O caso de hoje é o paciente que chegou ao PS com uma creatinina de 5… Vamos ver o que o Gabriel faria com esse caso – desde a investigação até o manejo. Confira os highlights!
- Sempre procurar uma creatinina prévia! É uma IRA, DRC ou DRC agudizada? E lembre-se que IRA é uma síndrome! Foco em procurar a(s) causa(s)!
História
-Procurar fontes de desidratação (vômitos, diarreia, uso de diuréticos)
-Procurar hipotensão
– Procurar sinais de sepse (a causa da IRA é infecção?)

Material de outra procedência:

use std::{
    fmt::Debug,
    io::{Read, Write},
};

use crate::types::{Endian, IsoStrA, LittleEndian, U16, U32};

/// Types for El Torito boot catalogue
/// The boot catalogue consists of a series of boot catalogue entries:
/// First, the validation entry
/// Next, the initial/default entry
/// Section headers,
/// Section entries,
/// Section entry extensions

#[derive(Debug, Clone)]
pub struct BootCatalogue {
    validation: BootValidationEntry,
    default_entry: BootSectionEntry,
    sections: Vec<(BootSectionHeaderEntry, Vec<BootSectionEntry>)>,
}

impl BootCatalogue {
    pub fn new(
        platform_id: PlatformId,
        media_type: MediaType,
        load_segment: u16,
        sector_count: u16,
        load_rba: u32,
    ) -> Self {
        Self {
            validation: BootValidationEntry::new(platform_id),
            default_entry: BootSectionEntry::new(media_type, load_segment, sector_count, load_rba),
            sections: Vec::new(),
        }
    }

    /// Parse the boot catalogue from the given reader,
    /// expects the reader to seek to the start of the catalogue
    pub fn parse<T: Read>(reader: &mut T) -> Result<Self, std::io::Error> {
        let validation = BootValidationEntry::parse(reader)?;
        if !validation.is_valid() {
            return Err(std::io::Error::other(
                "invalid boot catalogue: validation entry checksum does not sum to zero",
            ));
        }
        let default_entry = BootSectionEntry::parse(reader)?;
        if !default_entry.is_valid() {
            return Err(std::io::Error::other(
                "invalid boot catalogue: default entry boot indicator is not 0x88",
            ));
        }

        let mut sections = Vec::new();
        let mut buffer = [0u8; 32];
        let mut has_more = false;
        let mut header = None;
        let mut entries = Vec::new();
        loop {
            reader.read_exact(&mut buffer)?;
            match buffer[0] {
                0x00 if !has_more => break,
                0x90 => {
                    has_more = true;
                    if let Some(header) = header.take() {
                        sections.push((header, entries));
                        entries = Vec::new();
                    }
                    header = Some(bytemuck::cast(buffer));
                }
                0x91 => {
                    has_more = false;
                    if let Some(header) = header.take() {
                        sections.push((header, entries));
                        entries = Vec::new();
                    }
                    header = Some(bytemuck::cast(buffer));
                }
                id => {
                    if header.is_none() {
                        return Err(std::io::Error::other(format!(
                            "boot catalogue: expected a section header, got {id:#x}"
                        )));
                    }
                    entries.push(bytemuck::cast(buffer));
                }
            }
        }

        if has_more {
            return Err(std::io::Error::other(
                "boot catalogue: truncated, more sections were indicated but not present",
            ));
        }
        if let Some(header) = header {
            sections.push((header, entries));
        }

        Ok(Self {
            validation,
            default_entry,
            sections,
        })
    }

    pub fn write<W: Write>(&self, writer: &mut W) -> Result<(), std::io::Error> {
        writer.write_all(bytemuck::bytes_of(&self.validation))?;
        writer.write_all(bytemuck::bytes_of(&self.default_entry))?;
        for (header, entries) in self.sections.iter() {
            writer.write_all(bytemuck::bytes_of(header))?;
            for entry in entries {
                writer.write_all(bytemuck::bytes_of(entry))?;
            }
        }
        // End of entries
        writer.write_all(&[0; 32])?;
        Ok(())
    }

    pub fn default_entry(&self) -> &BootSectionEntry {
        &self.default_entry
    }

    pub fn size(&self) -> usize {
        let sections: usize = self
            .sections
            .iter()
            .map(|(_, entries)| 32 + entries.len() * 32)
            .sum();
        64 + sections + 32
    }
}

#[derive(Debug, Clone, Copy)]
pub enum BootCatalogueEntry {
    Validation(BootValidationEntry),
    SectionHeader(BootSectionHeaderEntry),
    SectionEntry(BootSectionEntry),
    SectionEntryExtension(BootSectionEntryExtension),
}

impl BootCatalogueEntry {
    pub fn as_bytes(&self) -> &[u8] {
        match self {
            BootCatalogueEntry::Validation(entry) => bytemuck::bytes_of(entry),
            BootCatalogueEntry::SectionHeader(entry) => bytemuck::bytes_of(entry),
            BootCatalogueEntry::SectionEntry(entry) => bytemuck::bytes_of(entry),
            BootCatalogueEntry::SectionEntryExtension(entry) => bytemuck::bytes_of(entry),
        }
    }

    pub const fn size(&self) -> usize {
        32
    }
}

#[derive(Debug, Clone, Copy)]
pub enum PlatformId {
    /// This is for X8086, X86, and X86_64 architectures.
    X80X86,
    PowerPC,
    Macintosh,
    UEFI,
    Unknown(u8),
}

impl PlatformId {
    pub fn from_u8(value: u8) -> Self {
        match value {
            0x00 => Self::X80X86,
            0x01 => Self::PowerPC,
            0x02 => Self::Macintosh,
            0xEF => Self::UEFI,
            value => Self::Unknown(value),
        }
    }

    pub fn to_u8(self) -> u8 {
        match self {
            Self::X80X86 => 0x00,
            Self::PowerPC => 0x01,
            Self::Macintosh => 0x02,
            Self::UEFI => 0xEF,
            Self::Unknown(value) => value,
        }
    }
}

#[repr(C)]
#[derive(Clone, Copy, bytemuck::Zeroable, bytemuck::Pod)]
pub struct BootValidationEntry {
    pub header_id: u8,
    pub platform_id: u8,
    pub reserved: [u8; 2],
    pub manufacturer: [u8; 24],
    pub checksum: U16<LittleEndian>,
    /// 0x55AA
    pub key: [u8; 2],
}

impl BootValidationEntry {
    pub fn new(platform_id: PlatformId) -> Self {
        let mut entry = Self {
            header_id: 1,
            platform_id: platform_id.to_u8(),
            reserved: [0; 2],
            manufacturer: [0; 24],
            checksum: U16::new(0),
            key: [0x55, 0xAA],
        };
        entry.checksum.set(entry.calculate_checksum());
        entry
    }
}

impl Debug for BootValidationEntry {
    fn fmt(&self, f: &mut std::fmt::Formatter<'_>) -> std::fmt::Result {
        f.debug_struct("BootValidationEntry")
            .field("header_id", &format!("{:#x}", self.header_id))
            .field("platform_id", &PlatformId::from_u8(self.platform_id))
            .field(
                "manufacturer",
                &core::str::from_utf8(&self.manufacturer).unwrap(),
            )
            .field("checksum", &self.checksum.get())
            .field("key", &self.key)
            .finish_non_exhaustive()
    }
}

impl BootValidationEntry {
    pub fn parse<T: Read>(reader: &mut T) -> Result<Self, std::io::Error> {
        let mut buf: [u8; 32] = [0; 32];
        reader.read_exact(&mut buf)?;
        Ok(bytemuck::cast(buf))
    }

    pub fn is_valid(&self) -> bool {
        self.header_id == 0x01 && self.checksum.get() == self.calculate_checksum()
    }

    pub fn calculate_checksum(&self) -> u16 {
        let mut bytes = bytemuck::bytes_of(self).to_vec();
        bytes[28] = 0;
        bytes[29] = 0;
        let mut checksum = 0u16;
        for i in (0..32).step_by(2) {
            let value = u16::from_le_bytes([bytes[i], bytes[i + 1]]);
            checksum = checksum.wrapping_add(value);
        }
        (!checksum) + 1
    }
}

#[repr(C)]
#[derive(Clone, Copy)]
pub struct BootSectionHeaderEntry {
    /// 0x90 = Header, more headers follow
    /// 0x91 = Final header
    pub header_type: u8,
    pub platform_id: u8,
    pub section_count: U16<LittleEndian>,
    pub section_ident: [u8; 28],
}

impl Debug for BootSectionHeaderEntry {
    fn fmt(&self, f: &mut std::fmt::Formatter<'_>) -> std::fmt::Result {
        f.debug_struct("BootSectionHeaderEntry")
            .field("header_type", &format!("{:#x}", self.header_type))
            .field("platform_id", &PlatformId::from_u8(self.platform_id))
            .field("section_count", &self.section_count.get())
            .field(
                "section_ident",
                &core::str::from_utf8(&self.section_ident).unwrap(),
            )
            .finish_non_exhaustive()
    }
}

unsafe impl bytemuck::Zeroable for BootSectionHeaderEntry {}
unsafe impl bytemuck::Pod for BootSectionHeaderEntry {}

#[derive(Debug, Clone, Copy)]
pub enum MediaType {
    /// 0x00 = No emulation
    NoEmulation,
    Unknown(u8),
}

impl MediaType {
    pub fn from_u8(value: u8) -> Self {
        match value {
            0x00 => Self::NoEmulation,
            value => Self::Unknown(value),
        }
    }

    pub fn to_u8(self) -> u8 {
        match self {
            Self::NoEmulation => 0x00,
            Self::Unknown(value) => value,
        }
    }
}

#[repr(C)]
#[derive(Clone, Copy)]
pub struct BootSectionEntry {
    /// 0x88 = Bootable, 0x00 = Not bootable
    pub boot_indicator: u8,
    pub boot_media_type: u8,
    pub load_segment: U16<LittleEndian>,
    pub system_type: u8,
    pub reserved0: u8,
    pub sector_count: U16<LittleEndian>,
    pub load_rba: U32<LittleEndian>,
    pub selection_criteria: u8,
    pub vendor_unique: [u8; 19],
}

impl BootSectionEntry {
    pub fn new(media_type: MediaType, load_segment: u16, sector_count: u16, load_rba: u32) -> Self {
        Self {
            boot_indicator: 0x88,
            boot_media_type: media_type.to_u8(),
            load_segment: U16::new(load_segment),
            system_type: 0,
            reserved0: 0,
            sector_count: U16::new(sector_count),
            load_rba: U32::new(load_rba),
            selection_criteria: 0,
            vendor_unique: [0; 19],
        }
    }
}

impl Debug for BootSectionEntry {
    fn fmt(&self, f: &mut std::fmt::Formatter<'_>) -> std::fmt::Result {
        f.debug_struct("BootSectionHeaderEntry")
            .field("boot_indicator", &format!("{:#x}", self.boot_indicator))
            .field("boot_media_type", &MediaType::from_u8(self.boot_media_type))
            .field("load_segment", &self.load_segment.get())
            .field("system_type", &self.system_type)
            .field("sector_count", &self.sector_count.get())
            .field("load_rba", &self.load_rba.get())
            .field("selection_criteria", &self.selection_criteria)
            .finish_non_exhaustive()
    }
}

impl BootSectionEntry {
    pub fn parse<T: Read>(reader: &mut T) -> Result<Self, std::io::Error> {
        let mut buf: [u8; 32] = [0; 32];
        reader.read_exact(&mut buf)?;
        Ok(bytemuck::cast(buf))
    }

    pub fn is_valid(&self) -> bool {
        self.boot_indicator == 0x88
    }
}

unsafe impl bytemuck::Zeroable for BootSectionEntry {}
unsafe impl bytemuck::Pod for BootSectionEntry {}

#[repr(C)]
#[derive(Debug, Clone, Copy)]
pub struct BootSectionEntryExtension {
    // Must be 0x44
    pub extension_indicator: u8,
    // Bit 5: 1 = more extensions follow, 0 = final extension
    pub flags: u8,
    pub vendor_unique: [u8; 30],
}

unsafe impl bytemuck::Zeroable for BootSectionEntryExtension {}
unsafe impl bytemuck::Pod for BootSectionEntryExtension {}

#[cfg(test)]
mod tests {
    use super::*;

    static_assertions::assert_eq_size!(BootValidationEntry, [u8; 32]);
    static_assertions::assert_eq_size!(BootSectionHeaderEntry, [u8; 32]);
    static_assertions::assert_eq_size!(BootSectionEntry, [u8; 32]);

    static_assertions::assert_eq_align!(BootValidationEntry, u8);
    static_assertions::assert_eq_align!(BootSectionHeaderEntry, u8);
    static_assertions::assert_eq_align!(BootSectionEntry, u8);
}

-Procurar drogas nefrotóxicas (AINEs)
-Procurar sintomas urêmicos (náuseas, vômitos, rebaixamento, prurido)
-IRA tem mais de uma causa em mais da metade dos pacientes!
-No paciente que não melhora após retirar a agressão, pensar em causas alternativas! O rim que não melhora pode ser por insultos persistentes (sepse + pré renal, tratado com nefrotóxico, “resepse”), segunda causa não identificado ou por paciente com rim crônico previamente (DRC IV ou V).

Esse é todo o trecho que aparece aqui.